Frôlant l’inexpression à travers son jeu, Gosling dialogue aussi avec les autres arts (d’interprétation) de son temps. C’est le cas notamment de la musique et plus spécifiquement du chant. Il n’est d’ailleurs pas rare de voir l’acteur incarner un musicien souvent en situation difficile malgré son talent. Cet archétype est perceptible par exemple dans La La Land ou encore Song to Song (Terrence Malick, 2017). Cependant, outre ces deux œuvres où il chante et joue d’un ou plusieurs instrument(s) (fatalement vu le personnage qu’il interprète), il fait de même dans Blue Valentine alors que Dean Pereira (qu’il incarne) n’est guère en lien (au moins professionnel) avec la musique. Le fait que Ryan Gosling constitue une moitié du groupe rock Dead’s Man Bones n’y est sans doute pas étranger. Sans doute que les cinéastes, les scénaristes et autres producteurs s’appuient sur cela pour proposer des rôles au Canadien. Corolairement, sa voix, de chanteur, propose des oscillations importantes autant au niveau du volume, que de la texture ou encore des fréquences. À cet égard, les « cris » goslingiens sont particulièrement marquants par le côté incontrôlable, fuyant et cassé qu’ils envisagent (cf. Blade Runner 2049 ou encore Only God Forgives). Ces éléments font de Ryan Gosling un acteur rare, plaçant son jeu dans une polarité avec le chant. Il rouvre ainsi un dialogue oublié avec l’expressivité du chant lyrique qu’il soit opéra, music-hall, chanson populaire ou encore lied.

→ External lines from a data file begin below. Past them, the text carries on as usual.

use std::ffi::OsString;
use std::path::{Path, PathBuf};
use std::process::{Command, Stdio};

use crate::config::Options;

/// Binary plus the argument vector the analyzer is started with.
///
/// Owns the session-lifetime constants; every process the session spawns
/// is launched from the same `Launch`.
#[derive(Debug, Clone, PartialEq, Eq)]
pub struct Launch {
    binary: PathBuf,
    args: Vec<OsString>,
}

impl Launch {
    pub fn new(binary: impl Into<PathBuf>, options: &Options) -> Self {
        Self {
            binary: binary.into(),
            args: build_args(options),
        }
    }

    pub fn binary(&self) -> &Path {
        &self.binary
    }

    pub fn args(&self) -> &[OsString] {
        &self.args
    }

    /// Full argument vector, binary first.
    pub fn argv(&self) -> Vec<OsString> {
        std::iter::once(self.binary.clone().into_os_string())
            .chain(self.args.iter().cloned())
            .collect()
    }

    /// Command with piped stdin/stdout; `input` is appended as the final
    /// argument when the analyzer should read a file instead of stdin.
    pub(crate) fn command(&self, input: Option<&Path>) -> Command {
        let mut cmd = Command::new(&self.binary);
        cmd.args(&self.args)
            .stdin(Stdio::piped())
            .stdout(Stdio::piped())
            .stderr(Stdio::inherit());
        if let Some(input) = input {
            cmd.arg(input);
        }
        cmd
    }
}

/// Map options onto mystem's command line.
///
/// The order is stable: `--format json`, then `-i -g -d -c -w -s --weight
/// --generate-all --fixlist <path> --eng-gr` for whichever are enabled.
pub fn build_args(options: &Options) -> Vec<OsString> {
    let mut args = vec![OsString::from("--format"), OsString::from("json")];

    let flags = [
        (options.grammar_info, "-i"),
        (options.glue_grammar_info, "-g"),
        (options.disambiguation, "-d"),
        (options.entire_input, "-c"),
        (options.no_bastards, "-w"),
        (options.end_of_sentence, "-s"),
        (options.weight, "--weight"),
        (options.generate_all, "--generate-all"),
    ];
    args.extend(
        flags
            .iter()
            .filter(|(enabled, _)| *enabled)
            .map(|(_, flag)| OsString::from(*flag)),
    );

    if let Some(fixlist) = &options.fixlist {
        args.push(OsString::from("--fixlist"));
        args.push(fixlist.clone().into_os_string());
    }
    if options.use_english_names {
        args.push(OsString::from("--eng-gr"));
    }
    args
}

#[cfg(test)]
mod tests {
    use super::*;

    #[test]
    fn default_options() {
        assert_eq!(
            build_args(&Options::default()),
            vec!["--format", "json", "-i", "-g", "-d", "-c"]
        );
    }

    #[test]
    fn everything_enabled_keeps_order() {
        let options = Options {
            weight: true,
            generate_all: true,
            no_bastards: true,
            end_of_sentence: true,
            fixlist: Some(PathBuf::from("/tmp/fix.txt")),
            use_english_names: true,
            ..Options::default()
        };
        assert_eq!(
            build_args(&options),
            vec![
                "--format",
                "json",
                "-i",
                "-g",
                "-d",
                "-c",
                "-w",
                "-s",
                "--weight",
                "--generate-all",
                "--fixlist",
                "/tmp/fix.txt",
                "--eng-gr",
            ]
        );
    }

    #[test]
    fn everything_disabled() {
        let options = Options {
            grammar_info: false,
            glue_grammar_info: false,
            disambiguation: false,
            entire_input: false,
            ..Options::default()
        };
        assert_eq!(build_args(&options), vec!["--format", "json"]);
    }

    #[cfg(unix)]
    #[test]
    fn non_utf8_fixlist_is_passed_through() {
        use std::os::unix::ffi::OsStrExt;

        let raw = std::ffi::OsStr::from_bytes(b"/tmp/fix\xff.txt");
        let options = Options {
            fixlist: Some(PathBuf::from(raw)),
            ..Options::default()
        };
        let args = build_args(&options);
        let at = args.iter().position(|a| a == "--fixlist").unwrap();
        assert_eq!(args[at + 1].as_os_str(), raw);
    }

    #[test]
    fn argv_starts_with_binary() {
        let launch = Launch::new("/opt/mystem", &Options::default());
        let argv = launch.argv();
        assert_eq!(argv[0], OsString::from("/opt/mystem"));
        assert_eq!(argv.len(), 1 + launch.args().len());
    }
}
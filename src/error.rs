//! Error types for locating, installing and talking to the analyzer.

use std::io;
use std::path::PathBuf;

use thiserror::Error;

use crate::config::ConfigError;

/// Longest prefix of request text or raw output kept in a protocol error.
const DIAGNOSTIC_LIMIT: usize = 2000;

/// Setup-time failures. Fatal, never retried.
#[derive(Debug, Error)]
pub enum InstallError {
    /// No archive is published for this OS / pointer width.
    #[error("mystem is not available for {os} ({bits}-bit)")]
    UnsupportedPlatform { os: String, bits: u32 },

    /// Download or archive extraction failed.
    #[error("failed to install mystem from '{url}': {reason}")]
    InstallFailure { url: String, reason: String },
}

/// Errors surfaced by a [`Mystem`](crate::Mystem) session.
#[derive(Debug, Error)]
pub enum MystemError {
    #[error(transparent)]
    Setup(#[from] InstallError),

    #[error("Configuration error: {0}")]
    Config(#[from] ConfigError),

    /// The analyzer binary could not be launched.
    #[error("failed to start '{binary}': {source}")]
    Spawn {
        binary: PathBuf,
        #[source]
        source: io::Error,
    },

    /// The analyzer produced no parseable response for a request.
    #[error("mystem protocol error: {reason}\ntext:\n{request:?}\nout:\n{output:?}")]
    Protocol {
        request: String,
        output: String,
        reason: String,
    },

    /// The pipe broke again after the analyzer was restarted.
    #[error("mystem process failed while handling {request:?}: {source}")]
    ProcessFailed {
        request: String,
        #[source]
        source: io::Error,
    },

    #[error(transparent)]
    Io(#[from] io::Error),
}

impl MystemError {
    /// Build a protocol error, truncating the request and output so the
    /// message stays readable.
    pub fn protocol(request: &str, output: &[u8], reason: impl Into<String>) -> Self {
        MystemError::Protocol {
            request: truncate(request),
            output: truncate(&String::from_utf8_lossy(output)),
            reason: reason.into(),
        }
    }

    /// Whether this error means the analyzer went away under a write.
    pub fn is_broken_pipe(&self) -> bool {
        matches!(self, MystemError::Io(e) if e.kind() == io::ErrorKind::BrokenPipe)
    }
}

fn truncate(s: &str) -> String {
    s.chars().take(DIAGNOSTIC_LIMIT).collect()
}

#[cfg(test)]
mod tests {
    use super::*;

    #[test]
    fn broken_pipe_is_classified() {
        let err = MystemError::from(io::Error::from(io::ErrorKind::BrokenPipe));
        assert!(err.is_broken_pipe());

        let err = MystemError::from(io::Error::from(io::ErrorKind::UnexpectedEof));
        assert!(!err.is_broken_pipe());

        let err = MystemError::protocol("text", b"", "timed out");
        assert!(!err.is_broken_pipe());
    }

    #[test]
    fn protocol_error_truncates_diagnostics() {
        let request = "я".repeat(DIAGNOSTIC_LIMIT + 10);
        let output = vec![b'['; DIAGNOSTIC_LIMIT * 2];
        match MystemError::protocol(&request, &output, "stalled") {
            MystemError::Protocol {
                request, output, ..
            } => {
                assert_eq!(request.chars().count(), DIAGNOSTIC_LIMIT);
                assert_eq!(output.len(), DIAGNOSTIC_LIMIT);
            }
            other => panic!("unexpected error: {other:?}"),
        }
    }

    #[test]
    fn unsupported_platform_message() {
        let err = InstallError::UnsupportedPlatform {
            os: "solaris".to_string(),
            bits: 64,
        };
        assert_eq!(err.to_string(), "mystem is not available for solaris (64-bit)");
    }
}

Cela renvoie une fois encore à une forme d’historicité du cinéma (les comédies musicales par exemple, dont La La Land rend hommage), mais aussi des autres arts.

Quel caméléon !

Donnant à son inexpression la force et la cohérence d’un style repris de film en film (avec des variations), Ryan Gosling développe une figure, un archétype qui entre en résonance avec un état des mœurs aujourd’hui : l’individu confronté à une « double contrainte » donc, mais aussi, un être vulnérable par-delà son apparente force. C’est le cas par exemple dans Only God Forgives où Julian qu’il interprète est en fait un individu complètement apeuré, impuissant (notamment sexuellement) et tendant à se replier sur lui-même alors qu’extérieurement il semble tout le contraire. Dans Blade Runner 2049, dernier film (en date) dans lequel il joue, l’Officier K qu’il interprète (un replicant), dévoile malgré cette apparence robotique et monolithique : une âme quasiment humaine faite de nombreuses aspirations, fêlures, interrogations et contradictions. Se pose alors une question essentielle presque méthodologique : comment analyser le jeu d’un acteur (ici Ryan Gosling) comme le signe d’une mutation des sociétés ?

L’historicité actorielle et cinématographique qu’envisage le jeu du Canadien ainsi que ces correspondances possibles avec les autres arts interprétatifs contemporains et avec la société actuelle semblent être des débuts de réponses à cette question complexe, mais ô combien stimulante et intéressante.

Comme le disait Gérard Lefort, « pour faire sobre, disons qu’il [Ryan Gosling] est le plus grand acteur de tous les temps de la galaxie du monde ».